MegaIng commented 5 months ago

My general opinion is that lark.lark should reflect the syntax as defined by the BNF inside of load_grammar.py and not the semantic checks implemented on top of that (and therefore most of this PR shouldn't be done in it's current form). But if @erezsh is of a different mind, I am not going to argue too much. I also wouldn't be opposed to making the syntax specfified in load_grammar.py more restrictive and therefore removing semantic checks in other parts of the code. My "dream" would be that the BNF hard coded in load_grammar.py could be generated from lark.lark and we only have one source of truth. Further diverging the two grammars is IMO not a good idea.

RossPatterson commented 5 months ago

My general opinion is that lark.lark should reflect the syntax as defined by the BNF inside of load_grammar.py and not the semantic checks implemented on top of that (and therefore most of this PR shouldn't be done in it's current form).

I see your point, but I think for anyone who isn't writing code in the Lark codebase, lark.lark is a much more accessible definition of the Lark grammar than the implementation in load_grammar.py. Some of the things I noted (e.g., literal_range being STRINGs) sounds more to me like syntax than semantics, but that may just be bike-shedding.

My "dream" would be that the BNF hard coded in load_grammar.py could be generated from lark.lark and we only have one source of truth.

Mine as well. I was actually quite surprised at how different they were. It was your comments in Issue #1355 that pointed me down this path.

Further diverging the two grammars is IMO not a good idea.

I guess I see it more as specifying the same grammar in two forms, not two grammars. But you're right about semantics - there are some things (e.g., my comments about literal_range) that Lark can't easily express today, and that require post-processing.

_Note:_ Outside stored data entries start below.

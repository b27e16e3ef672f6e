//! Repository modules for data access
//!
//! Each repository is a stateless handle. Every method takes the caller's
//! connection so that several repository calls can share one transaction.

pub mod session;
pub mod user;

pub use session::{SessionRepository, SqlxSessionRepository};
pub use user::{SqlxUserRepository, UserRepository};
//! Axum middleware for authentication and role-based authorization.

use std::sync::Arc;

use axum::{
    body::Body,
    extract::{Extension, State},
    http::{HeaderMap, Method, Request},
    middleware::Next,
    response::Response,
};
use axum_extra::headers::{authorization::Bearer, Authorization, HeaderMapExt};
use tracing::{field, info_span, warn, Instrument};

use crate::api::error::ApiError;
use crate::auth::auth_service::AuthService;
use crate::auth::authorization::authorize;
use crate::auth::models::AuthContext;
use crate::auth::user::Role;
use crate::errors::{Error, Result};

pub type AuthServiceState = Arc<AuthService>;
pub type RoleState = &'static [Role];

/// Extract the bearer credential from `Authorization`.
pub fn bearer_token(headers: &HeaderMap) -> Result<String> {
    headers
        .typed_get::<Authorization<Bearer>>()
        .map(|header| header.token().trim().to_string())
        .filter(|token| !token.is_empty())
        .ok_or(Error::MissingToken)
}

/// Verify the access token and attach an [`AuthContext`] to the request.
pub async fn authenticate(
    State(auth_service): State<AuthServiceState>,
    mut request: Request<Body>,
    next: Next,
) -> std::result::Result<Response, ApiError> {
    if request.method() == Method::OPTIONS {
        return Ok(next.run(request).await);
    }

    let span = info_span!(
        "auth_middleware.authenticate",
        http.method = %request.method(),
        http.path = %request.uri().path(),
        user_id = field::Empty
    );

    let context = {
        let _guard = span.enter();
        let resolved = bearer_token(request.headers())
            .and_then(|token| auth_service.authenticate(&token));

        match resolved {
            Ok(context) => {
                span.record("user_id", field::display(&context.user_id));
                context
            }
            Err(err) => {
                warn!(error = %err, "authentication failed");
                return Err(err.into());
            }
        }
    };

    request.extensions_mut().insert(context);
    Ok(next.run(request).instrument(span).await)
}

/// Reject callers whose role is not in the allow-list carried as state.
pub async fn require_roles(
    State(allowed): State<RoleState>,
    Extension(context): Extension<AuthContext>,
    request: Request<Body>,
    next: Next,
) -> std::result::Result<Response, ApiError> {
    if let Err(err) = authorize(&context, allowed) {
        warn!(
            user_id = %context.user_id,
            role = %context.role,
            path = %request.uri().path(),
            "authorization denied"
        );
        return Err(err.into());
    }

    Ok(next.run(request).await)
}
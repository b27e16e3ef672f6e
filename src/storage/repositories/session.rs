//! Refresh-token session repository
//!
//! A row in `refresh_tokens` is a live session. Rotation, logout and
//! password change all revoke by deleting rows; a token with no row is
//! dead regardless of its signature.

use async_trait::async_trait;
use chrono::{DateTime, Utc};
use sqlx::FromRow;
use tracing::instrument;

use crate::auth::session::Session;
use crate::domain::{SessionId, UserId};
use crate::errors::{Error, Result};
use crate::storage::DbConnection;

#[derive(Debug, Clone, FromRow)]
struct SessionRow {
    pub id: SessionId,
    pub user_id: UserId,
    pub token: String,
    pub expires_at: DateTime<Utc>,
    pub created_at: DateTime<Utc>,
    pub updated_at: DateTime<Utc>,
}

impl From<SessionRow> for Session {
    fn from(row: SessionRow) -> Self {
        Self {
            id: row.id,
            user_id: row.user_id,
            token: row.token,
            expires_at: row.expires_at,
            created_at: row.created_at,
            updated_at: row.updated_at,
        }
    }
}

#[async_trait]
pub trait SessionRepository: Send + Sync {
    async fn create(
        &self,
        conn: &mut DbConnection,
        user_id: &UserId,
        token: &str,
        expires_at: DateTime<Utc>,
    ) -> Result<Session>;

    /// Look up an unexpired session by its exact token value.
    async fn find_by_token(&self, conn: &mut DbConnection, token: &str)
        -> Result<Option<Session>>;

    async fn list_by_user_id(&self, conn: &mut DbConnection, user_id: &UserId)
        -> Result<Vec<Session>>;

    /// Delete one session. Returns the number of rows removed (0 or 1).
    async fn delete(&self, conn: &mut DbConnection, id: &SessionId) -> Result<u64>;

    /// Delete every session for a user. Returns the number of rows removed.
    async fn delete_by_user_id(&self, conn: &mut DbConnection, user_id: &UserId) -> Result<u64>;

    /// Delete sessions whose expiry is at or before `now`.
    async fn delete_expired(&self, conn: &mut DbConnection, now: DateTime<Utc>) -> Result<u64>;
}

#[derive(Debug, Clone, Copy, Default)]
pub struct SqlxSessionRepository;

impl SqlxSessionRepository {
    pub fn new() -> Self {
        Self
    }
}

#[async_trait]
impl SessionRepository for SqlxSessionRepository {
    #[instrument(skip(self, conn, token), fields(user_id = %user_id), name = "db_create_session")]
    async fn create(
        &self,
        conn: &mut DbConnection,
        user_id: &UserId,
        token: &str,
        expires_at: DateTime<Utc>,
    ) -> Result<Session> {
        let id = SessionId::new();
        let now = Utc::now();

        sqlx::query(
            r#"
            INSERT INTO refresh_tokens (id, user_id, token, expires_at, created_at, updated_at)
            VALUES ($1, $2, $3, $4, $5, $6)
            "#,
        )
        .bind(&id)
        .bind(user_id)
        .bind(token)
        .bind(expires_at)
        .bind(now)
        .bind(now)
        .execute(&mut *conn)
        .await
        .map_err(|err| Error::database(err, "Failed to create refresh token session"))?;

        Ok(Session {
            id,
            user_id: user_id.clone(),
            token: token.to_string(),
            expires_at,
            created_at: now,
            updated_at: now,
        })
    }

    #[instrument(skip(self, conn, token), name = "db_find_session_by_token")]
    async fn find_by_token(
        &self,
        conn: &mut DbConnection,
        token: &str,
    ) -> Result<Option<Session>> {
        let row = sqlx::query_as::<_, SessionRow>(
            r#"
            SELECT id, user_id, token, expires_at, created_at, updated_at
            FROM refresh_tokens
            WHERE token = $1 AND expires_at > $2
            "#,
        )
        .bind(token)
        .bind(Utc::now())
        .fetch_optional(&mut *conn)
        .await
        .map_err(|err| Error::database(err, "Failed to find refresh token session"))?;

        Ok(row.map(Session::from))
    }

    #[instrument(skip(self, conn), fields(user_id = %user_id), name = "db_list_sessions")]
    async fn list_by_user_id(
        &self,
        conn: &mut DbConnection,
        user_id: &UserId,
    ) -> Result<Vec<Session>> {
        let rows = sqlx::query_as::<_, SessionRow>(
            r#"
            SELECT id, user_id, token, expires_at, created_at, updated_at
            FROM refresh_tokens
            WHERE user_id = $1
            ORDER BY created_at
            "#,
        )
        .bind(user_id)
        .fetch_all(&mut *conn)
        .await
        .map_err(|err| Error::database(err, "Failed to list sessions for user"))?;

        Ok(rows.into_iter().map(Session::from).collect())
    }

    #[instrument(skip(self, conn), fields(session_id = %id), name = "db_delete_session")]
    async fn delete(&self, conn: &mut DbConnection, id: &SessionId) -> Result<u64> {
        let result = sqlx::query("DELETE FROM refresh_tokens WHERE id = $1")
            .bind(id)
            .execute(&mut *conn)
            .await
            .map_err(|err| Error::database(err, "Failed to delete session"))?;

        Ok(result.rows_affected())
    }

    #[instrument(skip(self, conn), fields(user_id = %user_id), name = "db_delete_user_sessions")]
    async fn delete_by_user_id(&self, conn: &mut DbConnection, user_id: &UserId) -> Result<u64> {
        let result = sqlx::query("DELETE FROM refresh_tokens WHERE user_id = $1")
            .bind(user_id)
            .execute(&mut *conn)
            .await
            .map_err(|err| Error::database(err, "Failed to delete sessions for user"))?;

        Ok(result.rows_affected())
    }

    #[instrument(skip(self, conn), name = "db_delete_expired_sessions")]
    async fn delete_expired(&self, conn: &mut DbConnection, now: DateTime<Utc>) -> Result<u64> {
        let result = sqlx::query("DELETE FROM refresh_tokens WHERE expires_at <= $1")
            .bind(now)
            .execute(&mut *conn)
            .await
            .map_err(|err| Error::database(err, "Failed to delete expired sessions"))?;

        Ok(result.rows_affected())
    }
}
//! Credential and session lifecycle: register, login, refresh, logout and
//! password change.
//!
//! Every operation runs on the caller's connection, normally `&mut *tx` of an
//! open transaction. Nothing here begins or commits the outer transaction, so
//! an error, a timeout or a dropped future leaves no partial writes behind.

use std::sync::Arc;

use sqlx::Connection;
use tracing::{field, info, instrument, warn};
use validator::Validate;

use crate::auth::hashing::CredentialHasher;
use crate::auth::jwt::JwtCodec;
use crate::auth::models::AuthContext;
use crate::auth::session::TokenPair;
use crate::auth::user::{NewUser, UpdateUser, User, UserResponse, UserSummary};
use crate::auth::validation::{ChangePasswordRequest, LoginRequest, RegisterRequest};
use crate::domain::UserId;
use crate::errors::{Error, Result};
use crate::observability::{record_auth_attempt, AuthOutcome};
use crate::storage::{
    DbConnection, SessionRepository, SqlxSessionRepository, SqlxUserRepository, UserRepository,
};

#[derive(Clone)]
pub struct AuthService {
    users: Arc<dyn UserRepository>,
    sessions: Arc<dyn SessionRepository>,
    hasher: CredentialHasher,
    codec: JwtCodec,
}

impl std::fmt::Debug for AuthService {
    fn fmt(&self, f: &mut std::fmt::Formatter<'_>) -> std::fmt::Result {
        f.debug_struct("AuthService").finish_non_exhaustive()
    }
}

impl AuthService {
    pub fn new(
        users: Arc<dyn UserRepository>,
        sessions: Arc<dyn SessionRepository>,
        hasher: CredentialHasher,
        codec: JwtCodec,
    ) -> Self {
        Self { users, sessions, hasher, codec }
    }

    pub fn with_sqlx(hasher: CredentialHasher, codec: JwtCodec) -> Self {
        Self::new(
            Arc::new(SqlxUserRepository::new()),
            Arc::new(SqlxSessionRepository::new()),
            hasher,
            codec,
        )
    }

    /// Resolve a bearer access token into the caller's identity.
    pub fn authenticate(&self, access_token: &str) -> Result<AuthContext> {
        let claims = self.codec.verify_access(access_token)?;
        Ok(AuthContext::from(claims))
    }

    /// Create an account and return its public projection.
    #[instrument(skip(self, conn, request), fields(user_id = field::Empty))]
    pub async fn register(
        &self,
        conn: &mut DbConnection,
        request: RegisterRequest,
    ) -> Result<UserResponse> {
        request.validate()?;
        let role = request
            .parsed_role()
            .ok_or_else(|| Error::validation_field("invalid role", "role"))?;
        let email = User::normalize_email(&request.email);

        if self.users.get_user_by_email(conn, &email).await?.is_some() {
            record_auth_attempt("register", AuthOutcome::Failure);
            return Err(Error::DuplicateEmail);
        }

        let password_hash = self.hasher.hash_password(&request.password)?;
        let user = self
            .users
            .create_user(
                conn,
                NewUser { id: UserId::new(), name: request.name, email, password_hash, role },
            )
            .await?;

        tracing::Span::current().record("user_id", field::display(&user.id));
        record_auth_attempt("register", AuthOutcome::Success);
        info!(role = %user.role, "user registered");
        Ok(user.into())
    }

    /// Exchange email and password for an access/refresh token pair.
    ///
    /// Unknown email and wrong password both return
    /// [`Error::InvalidCredentials`] after one Argon2 verification.
    #[instrument(skip(self, conn, request), fields(user_id = field::Empty))]
    pub async fn login(&self, conn: &mut DbConnection, request: LoginRequest) -> Result<TokenPair> {
        request.validate()?;
        let email = User::normalize_email(&request.email);

        let Some((user, password_hash)) = self.users.get_user_with_password(conn, &email).await?
        else {
            self.hasher.equalise_timing(&request.password);
            record_auth_attempt("login", AuthOutcome::Failure);
            return Err(Error::InvalidCredentials);
        };

        if !self.hasher.verify_password(&request.password, &password_hash)? {
            record_auth_attempt("login", AuthOutcome::Failure);
            return Err(Error::InvalidCredentials);
        }

        tracing::Span::current().record("user_id", field::display(&user.id));
        let pair = self.issue_session(conn, &user).await?;
        record_auth_attempt("login", AuthOutcome::Success);
        info!("login succeeded");
        Ok(pair)
    }

    /// Rotate a refresh token: the presented token is consumed and a new
    /// pair is issued. A token can be exchanged at most once.
    #[instrument(skip(self, conn, refresh_token), fields(user_id = field::Empty))]
    pub async fn refresh_token(
        &self,
        conn: &mut DbConnection,
        refresh_token: &str,
    ) -> Result<TokenPair> {
        let result = self.rotate(conn, refresh_token).await;
        let outcome = if result.is_ok() { AuthOutcome::Success } else { AuthOutcome::Failure };
        record_auth_attempt("refresh", outcome);
        result
    }

    async fn rotate(&self, conn: &mut DbConnection, refresh_token: &str) -> Result<TokenPair> {
        let claims = self.codec.verify_refresh(refresh_token)?;
        tracing::Span::current().record("user_id", field::display(&claims.sub));

        let session = self
            .sessions
            .find_by_token(conn, refresh_token)
            .await?
            .filter(|session| session.user_id == claims.sub)
            .ok_or(Error::TokenInvalidated)?;

        let user = self.users.get_user(conn, &session.user_id).await?.ok_or(Error::UserNotFound)?;

        match self.sessions.delete(conn, &session.id).await {
            Ok(0) => return Err(Error::TokenInvalidated),
            Ok(_) => {}
            Err(Error::Database { source, .. }) => return Err(Error::InvalidateFailure { source }),
            Err(other) => return Err(other),
        }

        let pair = self.issue_session(conn, &user).await?;
        info!(session_id = %session.id, "refresh token rotated");
        Ok(pair)
    }

    /// Revoke every session of the access token's subject. Returns the
    /// number of sessions removed.
    #[instrument(skip(self, conn, access_token), fields(user_id = field::Empty))]
    pub async fn logout(&self, conn: &mut DbConnection, access_token: &str) -> Result<u64> {
        let claims = self.codec.verify_access(access_token)?;
        tracing::Span::current().record("user_id", field::display(&claims.sub));

        let revoked = self.sessions.delete_by_user_id(conn, &claims.sub).await?;
        info!(revoked, "user logged out");
        Ok(revoked)
    }

    /// Replace the caller's password and revoke their sessions.
    ///
    /// Revocation is best effort: it runs inside a savepoint and a failure
    /// there is logged without failing the password change.
    #[instrument(skip(self, conn, request), fields(user_id = %user_id))]
    pub async fn change_password(
        &self,
        conn: &mut DbConnection,
        user_id: &UserId,
        request: ChangePasswordRequest,
    ) -> Result<()> {
        request.validate()?;

        let (_, current_hash) = self
            .users
            .get_user_with_password_by_id(conn, user_id)
            .await?
            .ok_or(Error::UserNotFound)?;

        if !self.hasher.verify_password(&request.old_password, &current_hash)? {
            return Err(Error::IncorrectOldPassword);
        }
        if self.hasher.verify_password(&request.new_password, &current_hash)? {
            return Err(Error::PasswordUnchanged);
        }

        let password_hash = self.hasher.hash_password(&request.new_password)?;
        self.users
            .update_user(
                conn,
                user_id,
                UpdateUser { password_hash: Some(password_hash), ..Default::default() },
            )
            .await?;

        self.revoke_sessions_best_effort(conn, user_id).await;
        info!("password changed");
        Ok(())
    }

    async fn revoke_sessions_best_effort(&self, conn: &mut DbConnection, user_id: &UserId) {
        let mut savepoint = match conn.begin().await {
            Ok(savepoint) => savepoint,
            Err(err) => {
                warn!(error = %err, "session revocation failed to open a savepoint");
                return;
            }
        };

        match self.sessions.delete_by_user_id(&mut *savepoint, user_id).await {
            Ok(revoked) => {
                if let Err(err) = savepoint.commit().await {
                    warn!(error = %err, "session revocation failed to release savepoint");
                } else {
                    info!(revoked, "sessions revoked after password change");
                }
            }
            Err(err) => {
                warn!(error = %err, "session revocation failed after password change");
                if let Err(rollback_err) = savepoint.rollback().await {
                    warn!(error = %rollback_err, "failed to roll back revocation savepoint");
                }
            }
        }
    }

    async fn issue_session(&self, conn: &mut DbConnection, user: &User) -> Result<TokenPair> {
        let access = self.codec.issue_access_token(user)?;
        let refresh = self.codec.issue_refresh_token(&user.id)?;

        self.sessions.create(conn, &user.id, &refresh.token, refresh.expires_at).await?;

        Ok(TokenPair {
            access_token: access.token,
            refresh_token: refresh.token,
            access_expires_at: access.expires_at,
            refresh_expires_at: refresh.expires_at,
            user: UserSummary::from(user),
        })
    }
}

RossPatterson commented 5 months ago

I missed two lines that I should have deleted in the test files, which I used for before/after testing (... 'grammars/lark.lark-ORIG' ...). I'll remove them.

RossPatterson commented 5 months ago

I missed two lines that I should have deleted in the test files, which I used for before/after testing (... 'grammars/lark.lark-ORIG' ...). I'll remove them.

Fixed in 9493f81e9eab6dbe42096938bbcfc1f0cf5a2135.

erezsh commented 5 months ago

@MegaIng @RossPatterson I can see both points of view, and I think the determining factor should be practicality above all else.

In an ideal world, load_grammar would only preload a minimal parser, that would parse lark.lark and use it to create the Lark parser that supports the full syntax. That would be the cleanest approach imho. But it would also be slower, probably in a very noticeable way. (did we ever do this experiment?)

As for the BNF in load_grammar, it is non-restrictive on purpose. By moving the validation from the parser to the post-parsing code, we can perform more sophisticated validation, and provide custom error messages that are more helpful and friendly.

As for what to do with lark.lark, in my mind it's still an open question, and depends heavily on what are its main uses. Is it to parse and manipulate lark grammars programatically? Is it to validate correct grammars? Is it to be used in a lark editor? etc.

I think the options that we are facing are:

1) Leave lark.lark as a non-validating grammar, that is still capable of parsing every correct lark grammar

2) Same as 1, but pair it with an "official" visitor that performs extra validation with better error messages

3) Make lark.lark as restrictive as possible, to match load_grammar

I'm leaning towards (2), because I'm can't really think of good use-cases for 3, except than it being a "reference grammar" for human eyes. But I don't know if that's a good enough reason, especially since that can be accomplished using better docs, or with comments within lark.lark

What do you guys think?

(needless to say, regardless of what we choose, I'm all for improving the documentation regarding the grammar)

RossPatterson commented 5 months ago

As for what to do with lark.lark, in my mind it's still an open question, and depends heavily on what are its main uses. Is it to parse and manipulate lark grammars programatically?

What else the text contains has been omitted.